FIG 6 .

ASCC3 functions through an IRF-3- and IRF-7-dependent pathway. (A) Primary Ikkβ^−/− MEFs were transfected with pCAGGS-GFP or pCAGGS-ASCC3-HA and then infected with WNV at an MOI of 0.05. Viral titers were monitored through a focus-forming assay at indicated time points. The results are the averages of three independent experiments performed in duplicate, and asterisks indicate differences that are statistically significant (***, P < 0.001; **, P < 0.01). (B) Primary wild-type (WT) and Irf3^−/− × Irf7^−/− DKO MEFs were transduced with scrambled shRNA or shRNA against murine Ascc3. Cells were either untreated or treated with 10 IU/ml murine IFN-β for 6 h.

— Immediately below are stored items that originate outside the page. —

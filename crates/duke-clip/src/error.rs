//! Clipboard codec error types

use thiserror::Error;

/// Result type for clipboard codec operations
pub type ClipResult<T> = std::result::Result<T, ClipError>;

/// Errors that can occur when configuring or driving the codec.
///
/// Decoding itself never fails: malformed quoting is resolved by the
/// scanner. Only delimiter construction and the stream helpers report errors.
#[derive(Debug, Error)]
pub enum ClipError {
    /// Delimiter string was empty
    #[error("Delimiter must be exactly one character, got an empty string")]
    EmptyDelimiter,

    /// Delimiter string held more than one character
    #[error("Delimiter must be exactly one character, got {0:?}")]
    MultiCharDelimiter(String),

    /// Delimiter collides with quoting or row syntax
    #[error("Delimiter {0:?} is reserved (quote and line break characters cannot separate cells)")]
    ReservedDelimiter(char),

    /// IO error
    #[error("IO error: {0}")]
    Io(#[from] std::io::Error),
}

Total RNA was harvested, and expression of Ascc3 was determined by qRT-PCR. (C) Multistep growth analysis of WNV infection was performed on the corresponding cells after IFN-β treatment. (D to F) Expression of three ISGs was assayed in shRNA-transduced WT and Irf3^−/− × Irf7^−/− DKO MEFs at 72 h post-WNV infection. Relative expression levels of Ifi44 (D), Irf1 (E), and Rsad2 (F) were normalized to scrambled shRNA-transduced cells. The results are the averages of three independent experiments performed in triplicate, and asterisks indicate differences from the scrambled shRNA control that are statistically significant (***, P < 0.001; **, P < 0.01; *, P < 0.05; n.s., not significant).